History: Down Syndrome
Down Syndrome came from an Indian tribe who attributed them a demi-god status many 100’s of years ago. In the mid-1900s people realised that Down syndrome children could thrive and prosper in the greater community. Down syndrome was found and described by John Langdon Down in 1866. Later on in 1959 a French doctor named Jerome Leujeune discovered that Down syndrome was caused by the inheritance of an extra chromosome 21. In 1866 Down syndrome was linked with decreased intellectual ability and was grouped as one syndrome.

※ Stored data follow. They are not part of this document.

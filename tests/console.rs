//! End-to-end scenarios driven entirely through `Console::tick`, exercising
//! the CPU, PPU, mapper and gamepad together rather than each in isolation.

use nemu::bus::Console;
use nemu::controller::Buttons;
use nemu::cpu::registers::Status;
use nemu::rom::Rom;

const HEADER_SIZE: usize = 16;
const PRG_PAGE_SIZE: usize = 16 * 1024;

/// Builds a one-bank (32 KiB) NROM cart with CHR-RAM, `prg` copied to the
/// start of PRG (CPU address $8000).
fn console_with_prg(prg: &[u8]) -> Console {
    let mut raw = vec![0u8; HEADER_SIZE];
    raw[0..4].copy_from_slice(b"NES\x1A");
    raw[4] = 2; // 32 KiB PRG
    raw[5] = 0; // CHR-RAM
    raw.extend(vec![0u8; 2 * PRG_PAGE_SIZE]);
    raw[HEADER_SIZE..HEADER_SIZE + prg.len()].copy_from_slice(prg);

    let rom = Rom::parse(&raw).unwrap();
    Console::new(rom).unwrap()
}

fn tick_n(console: &mut Console, n: u32) {
    for _ in 0..n {
        console.tick();
    }
}

fn reset_vector(prg: &mut [u8]) {
    prg[0x7FFC] = 0x00;
    prg[0x7FFD] = 0x80;
}

#[test]
fn reset_vector_boots_into_prg() {
    let mut prg = vec![0u8; 0x8000];
    reset_vector(&mut prg);
    let console = console_with_prg(&prg);

    assert_eq!(console.cpu.regs.pc, 0x8000);
    assert_eq!(console.cpu.regs.sp, 0xFD); // STACK_POINTER_INIT; RESET does not push
}

#[test]
fn adc_carry_and_overflow_through_full_reset_and_execute() {
    let mut prg = vec![0u8; 0x8000];
    reset_vector(&mut prg);
    // LDA #$50; ADC #$50
    prg[0..4].copy_from_slice(&[0xA9, 0x50, 0x69, 0x50]);
    let mut console = console_with_prg(&prg);

    tick_n(&mut console, 7 + 2 + 2); // reset (7) + LDA (2) + ADC (2) cpu cycles

    assert_eq!(console.cpu.regs.a, 0xA0);
    assert!(!console.cpu.regs.status.contains(Status::CARRY));
    assert!(console.cpu.regs.status.contains(Status::OVERFLOW));
    assert!(console.cpu.regs.status.contains(Status::NEGATIVE));
    assert!(!console.cpu.regs.status.contains(Status::ZERO));
}

#[test]
fn oam_dma_stalls_and_copies_a_ram_page_via_a_real_cpu_store() {
    let mut prg = vec![0u8; 0x8000];
    reset_vector(&mut prg);
    // LDA #$02; STA $4014  (kick off OAM DMA from page $02)
    prg[0..5].copy_from_slice(&[0xA9, 0x02, 0x8D, 0x14, 0x40]);
    let mut console = console_with_prg(&prg);

    tick_n(&mut console, 7 + 2); // reset, then LDA #$02

    // STA $4014 executes over this tick and the write itself lands on the
    // next; run well past it and into the DMA stall.
    tick_n(&mut console, 10);
    assert!(console.is_dma_active());

    while console.is_dma_active() {
        console.tick();
    }
}

#[test]
fn gamepad_strobe_then_read_yields_expected_bit_pattern() {
    let mut prg = vec![0u8; 0x8000];
    reset_vector(&mut prg);
    let mut console = console_with_prg(&prg);
    tick_n(&mut console, 7);

    console.gamepad_mut(0).press(Buttons::A);
    console.gamepad_mut(0).cpu_write(1);
    console.gamepad_mut(0).cpu_write(0);

    let bits: Vec<u8> = (0..8).map(|_| console.gamepad_mut(0).cpu_read()).collect();
    assert_eq!(bits, vec![1, 0, 0, 0, 0, 0, 0, 0]);
    assert_eq!(console.gamepad_mut(0).cpu_read(), 1);
}

#[test]
fn background_tile_renders_through_ppu_registers_to_the_canvas() {
    let mut prg = vec![0u8; 0x8000];
    reset_vector(&mut prg);

    let mut program = vec![
        0xA9, 0x08, 0x8D, 0x01, 0x20, // LDA #$08 ; STA $2001 (show background)
        0xA9, 0x20, 0x8D, 0x06, 0x20, // LDA #$20 ; STA $2006
        0xA9, 0x00, 0x8D, 0x06, 0x20, // LDA #$00 ; STA $2006  -> vram addr = $2000
        0xA9, 0x01, 0x8D, 0x07, 0x20, // LDA #$01 ; STA $2007  -> nametable[0] = tile 1
        0xA9, 0x00, 0x8D, 0x06, 0x20, // LDA #$00 ; STA $2006
        0xA9, 0x10, 0x8D, 0x06, 0x20, // LDA #$10 ; STA $2006  -> vram addr = $0010
        0xA9, 0xFF, // LDA #$FF (tile 1's pattern-A plane: every row fully set)
    ];
    for _ in 0..8 {
        program.extend_from_slice(&[0x8D, 0x07, 0x20]); // STA $2007, addr += 1 each time
    }
    program.extend_from_slice(&[
        0xA9, 0x3F, 0x8D, 0x06, 0x20, // LDA #$3F ; STA $2006
        0xA9, 0x00, 0x8D, 0x06, 0x20, // LDA #$00 ; STA $2006  -> vram addr = $3F00
        0xA9, 0x0F, 0x8D, 0x07, 0x20, // LDA #$0F ; STA $2007  -> palette[0] = 0x0F
        0xA9, 0x16, 0x8D, 0x07, 0x20, // LDA #$16 ; STA $2007  -> palette[1] = 0x16
    ]);
    let loop_addr = 0x8000 + program.len() as u16;
    program.extend_from_slice(&[0x4C, loop_addr as u8, (loop_addr >> 8) as u8]); // JMP loop_addr

    prg[..program.len()].copy_from_slice(&program);
    let mut console = console_with_prg(&prg);

    // Enough master ticks to finish the setup program (well under a
    // thousand CPU cycles) and carry the PPU through its first VBLANK,
    // where a whole frame is rasterized.
    tick_n(&mut console, 262 * 341 * 3);

    let canvas = console.ppu().frame_canvas();
    // Tile (0, 0) is nametable[0] = tile 1, whose pattern is opaque
    // everywhere -> background palette entry 1 ($16).
    assert_eq!(canvas[0 * 240 + 0], 0x16);
    // Tile (1, 0) (pixel x=8) is nametable[1], left at its default value of
    // tile 0, whose CHR-RAM pattern is still all zero -> transparent,
    // falling back to the universal background color ($0F).
    assert_eq!(canvas[8 * 240 + 0], 0x0F);
}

The facial features of people with Down syndrome were similar to that of Mongolian people and that is why John Langdon Down used the term ‘mongoloid’ to refer to a person with Down syndrome. In 1959 the French physician, Jerome Leujeune discovered that down syndrome was a chromosomal abnormality. He researched and found that cells of people with down syndrome had 47 chromosomes. That is one extra chromosome than the normal 46. It was later discovered that in chromosome 21 there was an extra part or complete chromosome and that is why it is called Trisomy 21. In 1961 geneticists from around the world changed the condition from trisomy 21 to Down syndrome. As of today in the United States, Canada and most other countries this condition is known as Down syndrome where in the United Kingdom it is referred to as Down’s Syndrome. By the 20th century, Down syndrome became the most recognisable mental disability. Individuals with Down syndrome had their associated medical problems treated, some were institutionalised and most had died early. The cause of Down syndrome remained unknown until the middle of the 20th century.